**RECORDS FOR PROCESSING**

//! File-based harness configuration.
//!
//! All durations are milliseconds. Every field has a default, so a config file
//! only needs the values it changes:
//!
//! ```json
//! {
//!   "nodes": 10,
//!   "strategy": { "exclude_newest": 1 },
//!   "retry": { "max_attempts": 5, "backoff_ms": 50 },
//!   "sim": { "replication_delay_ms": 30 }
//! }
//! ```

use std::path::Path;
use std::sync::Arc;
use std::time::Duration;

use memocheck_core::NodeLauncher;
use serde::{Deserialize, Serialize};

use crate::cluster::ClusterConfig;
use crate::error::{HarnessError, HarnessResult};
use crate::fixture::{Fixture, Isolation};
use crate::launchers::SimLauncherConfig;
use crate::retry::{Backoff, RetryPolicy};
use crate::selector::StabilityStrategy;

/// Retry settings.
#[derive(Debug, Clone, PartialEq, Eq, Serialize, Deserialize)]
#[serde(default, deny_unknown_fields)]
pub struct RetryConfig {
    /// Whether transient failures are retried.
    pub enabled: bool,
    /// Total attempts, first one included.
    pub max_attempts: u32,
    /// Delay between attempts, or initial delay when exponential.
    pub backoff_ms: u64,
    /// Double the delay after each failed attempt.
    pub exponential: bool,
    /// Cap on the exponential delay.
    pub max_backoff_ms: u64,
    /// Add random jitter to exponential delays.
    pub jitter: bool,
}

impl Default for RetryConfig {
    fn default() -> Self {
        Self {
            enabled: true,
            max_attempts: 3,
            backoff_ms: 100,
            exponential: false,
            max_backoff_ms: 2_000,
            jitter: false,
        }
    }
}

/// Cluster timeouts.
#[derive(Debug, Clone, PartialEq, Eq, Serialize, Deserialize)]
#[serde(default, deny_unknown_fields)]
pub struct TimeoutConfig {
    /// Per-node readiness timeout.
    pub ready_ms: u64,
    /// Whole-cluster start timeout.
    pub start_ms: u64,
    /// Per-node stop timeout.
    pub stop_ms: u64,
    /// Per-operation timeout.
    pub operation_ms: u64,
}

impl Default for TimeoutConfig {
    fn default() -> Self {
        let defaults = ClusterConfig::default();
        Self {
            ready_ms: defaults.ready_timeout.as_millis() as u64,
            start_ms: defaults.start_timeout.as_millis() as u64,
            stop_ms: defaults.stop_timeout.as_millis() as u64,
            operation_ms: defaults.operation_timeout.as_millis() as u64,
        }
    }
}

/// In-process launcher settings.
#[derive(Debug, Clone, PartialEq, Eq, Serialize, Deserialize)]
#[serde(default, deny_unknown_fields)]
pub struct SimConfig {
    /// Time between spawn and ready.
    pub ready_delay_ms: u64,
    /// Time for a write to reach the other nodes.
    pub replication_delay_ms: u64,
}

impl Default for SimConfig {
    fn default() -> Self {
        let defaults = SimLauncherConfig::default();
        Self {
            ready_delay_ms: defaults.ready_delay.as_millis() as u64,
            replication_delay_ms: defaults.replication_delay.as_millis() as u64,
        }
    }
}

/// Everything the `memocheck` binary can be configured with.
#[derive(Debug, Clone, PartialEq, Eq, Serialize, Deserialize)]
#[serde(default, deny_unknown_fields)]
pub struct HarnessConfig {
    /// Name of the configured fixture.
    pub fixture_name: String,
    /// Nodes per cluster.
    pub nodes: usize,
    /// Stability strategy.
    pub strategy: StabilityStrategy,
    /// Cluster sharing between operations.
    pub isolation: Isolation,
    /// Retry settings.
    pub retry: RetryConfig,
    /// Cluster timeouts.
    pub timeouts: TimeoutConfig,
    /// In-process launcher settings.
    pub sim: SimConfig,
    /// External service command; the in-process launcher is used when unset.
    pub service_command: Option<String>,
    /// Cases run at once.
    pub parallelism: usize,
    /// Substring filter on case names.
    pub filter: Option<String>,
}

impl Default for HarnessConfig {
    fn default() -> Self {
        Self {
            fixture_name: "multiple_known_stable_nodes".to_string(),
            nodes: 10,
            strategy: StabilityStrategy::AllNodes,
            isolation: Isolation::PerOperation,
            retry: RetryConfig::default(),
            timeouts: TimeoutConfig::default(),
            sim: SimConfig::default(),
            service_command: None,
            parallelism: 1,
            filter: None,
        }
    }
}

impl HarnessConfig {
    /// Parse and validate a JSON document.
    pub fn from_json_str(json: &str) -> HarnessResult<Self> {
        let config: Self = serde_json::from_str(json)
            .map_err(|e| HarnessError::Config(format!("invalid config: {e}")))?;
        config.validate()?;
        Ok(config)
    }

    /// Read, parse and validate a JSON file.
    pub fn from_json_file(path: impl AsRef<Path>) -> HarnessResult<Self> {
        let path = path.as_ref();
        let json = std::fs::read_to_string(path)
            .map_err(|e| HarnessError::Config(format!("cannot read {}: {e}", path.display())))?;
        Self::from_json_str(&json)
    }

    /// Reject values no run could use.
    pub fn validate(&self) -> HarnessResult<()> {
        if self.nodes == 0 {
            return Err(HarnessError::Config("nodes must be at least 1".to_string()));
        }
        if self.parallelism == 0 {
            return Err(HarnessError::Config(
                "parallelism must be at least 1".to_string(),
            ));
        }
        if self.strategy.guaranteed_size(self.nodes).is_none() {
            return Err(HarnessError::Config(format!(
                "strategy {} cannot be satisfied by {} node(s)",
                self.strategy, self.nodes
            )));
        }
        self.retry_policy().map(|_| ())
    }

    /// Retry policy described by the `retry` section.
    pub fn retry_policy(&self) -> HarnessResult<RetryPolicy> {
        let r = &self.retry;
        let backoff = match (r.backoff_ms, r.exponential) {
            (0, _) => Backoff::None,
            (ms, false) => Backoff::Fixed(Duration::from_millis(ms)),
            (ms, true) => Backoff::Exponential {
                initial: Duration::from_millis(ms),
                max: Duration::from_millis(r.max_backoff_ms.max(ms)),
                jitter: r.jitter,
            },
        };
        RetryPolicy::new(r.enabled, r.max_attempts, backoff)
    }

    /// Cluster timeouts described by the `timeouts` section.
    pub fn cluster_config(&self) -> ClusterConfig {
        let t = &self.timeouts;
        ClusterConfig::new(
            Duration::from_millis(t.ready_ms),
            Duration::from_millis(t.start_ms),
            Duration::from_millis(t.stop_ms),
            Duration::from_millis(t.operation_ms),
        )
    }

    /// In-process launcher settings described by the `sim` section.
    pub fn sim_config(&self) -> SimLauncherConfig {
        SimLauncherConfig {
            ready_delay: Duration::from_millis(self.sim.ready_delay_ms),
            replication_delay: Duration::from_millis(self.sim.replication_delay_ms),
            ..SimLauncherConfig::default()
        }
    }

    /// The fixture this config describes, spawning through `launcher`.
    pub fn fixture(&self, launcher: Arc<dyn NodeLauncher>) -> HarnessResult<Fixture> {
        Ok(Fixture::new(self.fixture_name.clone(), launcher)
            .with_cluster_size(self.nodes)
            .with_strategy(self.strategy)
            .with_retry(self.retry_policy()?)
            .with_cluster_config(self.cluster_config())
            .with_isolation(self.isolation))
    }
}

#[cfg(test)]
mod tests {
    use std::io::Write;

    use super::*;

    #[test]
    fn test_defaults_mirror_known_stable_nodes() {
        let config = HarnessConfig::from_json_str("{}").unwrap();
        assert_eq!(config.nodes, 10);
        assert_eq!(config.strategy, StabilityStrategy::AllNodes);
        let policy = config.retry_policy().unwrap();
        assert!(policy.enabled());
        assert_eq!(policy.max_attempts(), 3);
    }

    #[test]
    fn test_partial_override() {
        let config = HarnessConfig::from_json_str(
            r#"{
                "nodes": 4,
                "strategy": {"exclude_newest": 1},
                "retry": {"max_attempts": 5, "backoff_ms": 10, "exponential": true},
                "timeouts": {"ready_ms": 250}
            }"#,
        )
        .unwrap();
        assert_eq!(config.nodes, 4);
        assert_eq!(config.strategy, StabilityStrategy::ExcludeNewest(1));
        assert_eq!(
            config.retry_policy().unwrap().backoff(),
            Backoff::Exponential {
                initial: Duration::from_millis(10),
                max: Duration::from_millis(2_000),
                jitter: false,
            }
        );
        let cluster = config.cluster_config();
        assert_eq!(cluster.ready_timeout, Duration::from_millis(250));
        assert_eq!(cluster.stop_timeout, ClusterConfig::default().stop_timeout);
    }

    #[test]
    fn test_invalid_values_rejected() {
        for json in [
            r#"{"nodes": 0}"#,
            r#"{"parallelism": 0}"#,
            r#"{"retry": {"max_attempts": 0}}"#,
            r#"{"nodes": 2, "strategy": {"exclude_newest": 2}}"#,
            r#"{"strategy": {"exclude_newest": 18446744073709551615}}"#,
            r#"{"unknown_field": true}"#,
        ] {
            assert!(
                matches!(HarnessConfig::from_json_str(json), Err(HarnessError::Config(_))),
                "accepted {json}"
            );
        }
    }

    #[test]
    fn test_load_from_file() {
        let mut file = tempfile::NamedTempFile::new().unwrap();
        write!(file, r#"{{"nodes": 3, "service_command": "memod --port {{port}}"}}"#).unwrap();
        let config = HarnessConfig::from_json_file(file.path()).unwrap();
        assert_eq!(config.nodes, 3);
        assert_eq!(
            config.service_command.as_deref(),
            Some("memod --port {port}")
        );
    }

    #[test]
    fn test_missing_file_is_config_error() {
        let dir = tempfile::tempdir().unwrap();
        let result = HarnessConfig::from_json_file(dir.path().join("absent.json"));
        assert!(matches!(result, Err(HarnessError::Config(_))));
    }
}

**ASSIGNMENT**
Among the lines of the data, some contain the word "configured". How many are there? Reply with the number alone.

**RESULT FOR THIS EXERCISE**
2